The Campaign for Accountability’s request seeks communication between prominent local anti-HERO activists as well as anti-LGBT groups, such as the Alliance Defending Freedom and the Family Research Council, and the six council members who voted against the law. Kubosh and Martin were joined by Councilwoman Brenda Stardig and councilmen Jack Christie, Dwight Boykins and Oliver Pennington in opposing the law in May 2014.
After lengthy legal proceedings, the ordinance was placed on the ballot and voters overwhelmingly opted to repeal the law in November. The ordinance would have extended anti-discrimination protections to 15 groups, including gay and transgender residents. Conservative opponents of the law largely seized on the latter group, dubbing the law the “bathroom bill” and alleging it would have allowed men to enter women’s restrooms.
At a press conference outside City Hall on Tuesday, Kubosh said council members were being “harassed and intimated” by the request. He called on the mayor to condemn the request, and said the six council members were unfairly targeted.
“I felt like when we received this open records request for over tens of thousands of emails and 51 names of individuals and organizations that we’re going to have to search through, this is a type of bullying,” Kubosh said.

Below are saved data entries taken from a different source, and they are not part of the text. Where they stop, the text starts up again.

//! Per-connection read loop
//!
//! A session registers its connection with the hub, turns every inbound
//! text frame into a chat message event and unregisters on the way out,
//! whatever the exit path.

use futures_util::stream::{Stream, StreamExt};
use log::{debug, info, warn};
use std::fmt;
use warp::ws::Message as WsMessage;

use crate::core::connection::{Connection, ConnectionId};
use crate::core::hub::HubHandle;
use crate::core::message::{ChatEvent, InboundMessage};
use crate::error::{ChatHubError, Result};
use crate::storage::{SharedIdentityStore, UserId};

/// Unregisters a connection when dropped unless released first
///
/// Normal exits call `release`, which waits for a free unregister slot.
/// Drop covers panics and cancelled sessions.
pub struct UnregisterGuard {
    hub: HubHandle,
    id: ConnectionId,
    armed: bool,
}

impl UnregisterGuard {
    pub fn new(hub: HubHandle, id: ConnectionId) -> Self {
        Self { hub, id, armed: true }
    }

    pub async fn release(mut self) {
        self.armed = false;
        if let Err(e) = self.hub.unregister(self.id).await {
            debug!("Could not unregister {}: {}", self.id, e);
        }
    }
}

impl Drop for UnregisterGuard {
    fn drop(&mut self) {
        if self.armed {
            self.hub.unregister_detached(self.id);
        }
    }
}

/// One authenticated client, from registration to unregistration
pub struct Session {
    hub: HubHandle,
    store: SharedIdentityStore,
    connection: Connection,
    user_id: UserId,
    max_message_length: usize,
}

impl Session {
    pub fn new(
        hub: HubHandle,
        store: SharedIdentityStore,
        connection: Connection,
        user_id: UserId,
        max_message_length: usize,
    ) -> Self {
        Self {
            hub,
            store,
            connection,
            user_id,
            max_message_length,
        }
    }

    /// Drive the session until the client goes away or the hub drops it
    pub async fn run<S, E>(self, mut inbound: S)
    where
        S: Stream<Item = std::result::Result<WsMessage, E>> + Unpin,
        E: fmt::Display,
    {
        let conn_id = self.connection.id();

        if let Err(e) = self.hub.register(self.connection.clone(), self.user_id).await {
            warn!("Could not register {}: {}", conn_id, e);
            return;
        }
        let guard = UnregisterGuard::new(self.hub.clone(), conn_id);

        loop {
            let next = tokio::select! {
                _ = self.connection.closed() => {
                    debug!("{} closed by the hub", conn_id);
                    break;
                }
                next = inbound.next() => next,
            };

            match next {
                Some(Ok(frame)) if frame.is_close() => {
                    debug!("{} sent a close frame", conn_id);
                    break;
                }
                Some(Ok(frame)) => {
                    if let Err(e) = self.handle_frame(frame).await {
                        warn!("Dropping frame from {}: {}", conn_id, e);
                    }
                }
                Some(Err(e)) => {
                    warn!("WebSocket error on {}: {}", conn_id, e);
                    break;
                }
                None => break,
            }
        }

        info!(
            "Session {} for user {} ended after {:?}",
            conn_id,
            self.user_id,
            self.connection.connection_duration()
        );
        guard.release().await;
    }

    async fn handle_frame(&self, frame: WsMessage) -> Result<()> {
        // Pings, pongs and binary frames carry no chat content
        let Ok(text) = frame.to_str() else {
            return Ok(());
        };

        if text.len() > self.max_message_length {
            return Err(ChatHubError::MessageTooLarge(text.len()));
        }

        let inbound = InboundMessage::parse(text)?;
        let user = self.store.lookup_user(self.user_id).await?;
        debug!("Message from {} ({} bytes)", user.username, inbound.content.len());

        self.hub.broadcast(ChatEvent::message(&user, inbound.content)).await
    }
}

The Campaign for Accountability, a watchdog group that files records requests all over the country, responded in a written statement that the move was not meant to intimidate council members. The group called Kubosh’s charge an “outlandish allegation that seems contrived more to attract press attention than to express a serious concern.”
In an interview, deputy director Daniel Stevens also denied Kubosh’s allegation that Mayor Annise Parker, a proponent of the law, was behind the request. Kubosh called it a “lump of coal” from the mayor.

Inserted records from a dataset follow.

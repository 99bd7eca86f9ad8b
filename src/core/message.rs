use chrono::{DateTime, Utc};
use serde::{Deserialize, Serialize};

use crate::error::Result;
use crate::storage::{UserId, UserIdentity};

/// Fields shared by every chat event
#[derive(Debug, Clone, PartialEq, Serialize, Deserialize)]
pub struct EventBody {
    pub user_id: UserId,
    pub username: String,
    #[serde(default, skip_serializing_if = "Option::is_none")]
    pub content: Option<String>,
    pub timestamp: DateTime<Utc>,
}

impl EventBody {
    fn new(user: &UserIdentity, content: Option<String>) -> Self {
        Self {
            user_id: user.id,
            username: user.username.clone(),
            content,
            timestamp: Utc::now(),
        }
    }
}

/// Event distributed to every connected client
///
/// Timestamped when constructed, not when delivered.
#[derive(Debug, Clone, PartialEq, Serialize, Deserialize)]
#[serde(tag = "type")]
pub enum ChatEvent {
    #[serde(rename = "user_joined")]
    Joined(EventBody),
    #[serde(rename = "user_left")]
    Left(EventBody),
    #[serde(rename = "message")]
    Message(EventBody),
}

impl ChatEvent {
    pub fn joined(user: &UserIdentity) -> Self {
        ChatEvent::Joined(EventBody::new(user, Some("joined the chat".to_string())))
    }

    pub fn left(user: &UserIdentity) -> Self {
        ChatEvent::Left(EventBody::new(user, Some("left the chat".to_string())))
    }

    pub fn message(user: &UserIdentity, content: String) -> Self {
        ChatEvent::Message(EventBody::new(user, Some(content)))
    }

    pub fn kind(&self) -> &'static str {
        match self {
            ChatEvent::Joined(_) => "user_joined",
            ChatEvent::Left(_) => "user_left",
            ChatEvent::Message(_) => "message",
        }
    }

    pub fn to_json(&self) -> Result<String> {
        Ok(serde_json::to_string(self)?)
    }
}

/// List of users online at one point in time, sent only to a joining client
#[derive(Debug, Clone, PartialEq, Serialize, Deserialize)]
#[serde(tag = "type", rename = "online_users")]
pub struct OnlineUsersSnapshot {
    pub online_users: Vec<UserIdentity>,
    pub timestamp: DateTime<Utc>,
}

impl OnlineUsersSnapshot {
    pub fn new(online_users: Vec<UserIdentity>) -> Self {
        Self {
            online_users,
            timestamp: Utc::now(),
        }
    }

    pub fn to_json(&self) -> Result<String> {
        Ok(serde_json::to_string(self)?)
    }
}

/// Payload a client sends to post a chat message
#[derive(Debug, Clone, Deserialize)]
pub struct InboundMessage {
    pub content: String,
}

impl InboundMessage {
    pub fn parse(text: &str) -> Result<Self> {
        Ok(serde_json::from_str(text)?)
    }
}
//! Password hashing with Argon2id

use argon2::password_hash::{PasswordHash, PasswordHasher, PasswordVerifier, SaltString};
use argon2::Argon2;
use rand::rngs::OsRng;

use crate::error::{ChatHubError, Result};

/// Hash a password into a PHC string
pub fn hash_password(password: &str) -> Result<String> {
    let salt = SaltString::generate(&mut OsRng);
    Argon2::default()
        .hash_password(password.as_bytes(), &salt)
        .map(|hash| hash.to_string())
        .map_err(|e| ChatHubError::SystemError(format!("Couldn't hash password: {}", e)))
}

/// Check a password against a stored PHC string; malformed hashes never match
pub fn verify_password(password: &str, hash: &str) -> bool {
    match PasswordHash::new(hash) {
        Ok(parsed) => Argon2::default()
            .verify_password(password.as_bytes(), &parsed)
            .is_ok(),
        Err(e) => {
            log::warn!("Stored password hash is malformed: {}", e);
            false
        }
    }
}

#[cfg(test)]
mod tests {
    use super::*;

    #[test]
    fn test_hash_and_verify() {
        let hash = hash_password("correct horse").unwrap();
        assert!(hash.starts_with("$argon2"));
        assert!(verify_password("correct horse", &hash));
        assert!(!verify_password("wrong horse", &hash));
    }

    #[test]
    fn test_salts_differ() {
        let a = hash_password("same").unwrap();
        let b = hash_password("same").unwrap();
        assert_ne!(a, b);
    }

    #[test]
    fn test_malformed_hash_never_matches() {
        assert!(!verify_password("anything", "not-a-phc-string"));
    }
}
//! Authentication: token issuance/validation and password hashing

pub mod password;
pub mod token;

// Re-export main components
pub use password::{hash_password, verify_password};
pub use token::{extract_bearer_token, Claims, TokenManager};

Mayoral spokeswoman Janice Evans responded to Kubosh’s comments in a written statement, saying his charge that the mayor is connected to the request is “totally unsubstantiated.”
“There are hundreds of people who have made political contributions to the mayor during her 18 years in office. Receiving open records requests is very common. We tend to get one or more a day here in the mayor’s office and they often come from people who disagree with something the mayor has done or a position she has taken on an issue. They can be overwhelming and time consuming to process but it is part of being an elected officeholder. If this is the first time the council member has received one, he should count himself lucky.”
In the written request, filed under the Texas Public Information Act, the group said it is seeking to “educate the public about the exact nature and extent of the coordination between Houston officials and outside organizations like the ADF and the AFA.”
The ADF, or the Alliance Defending, and the AFA, the American Family Association, are both national groups that actively opposed HERO.
The request does exempt correspondence that includes “sermons or religious tracts” from clergy, a nod to the backlash that ensued when lawyers for the city issued a discovery request that included sermons during the HERO legal proceedings. The city eventually rescinded those subpoenas.
Sen. Paul Bettencourt, R-Houston, also attended the event in support of Kubosh and Martin. Bettencourt is already planning to convene the Senate Intergovernmental Relations committee to look into why the city has been rebuffed by the Texas Supreme Court on ballot language issues, including one pertaining to HERO. He added Tuesday that he would seek to discuss a law that would “limit out-of-state access to this type of punitive open records request.”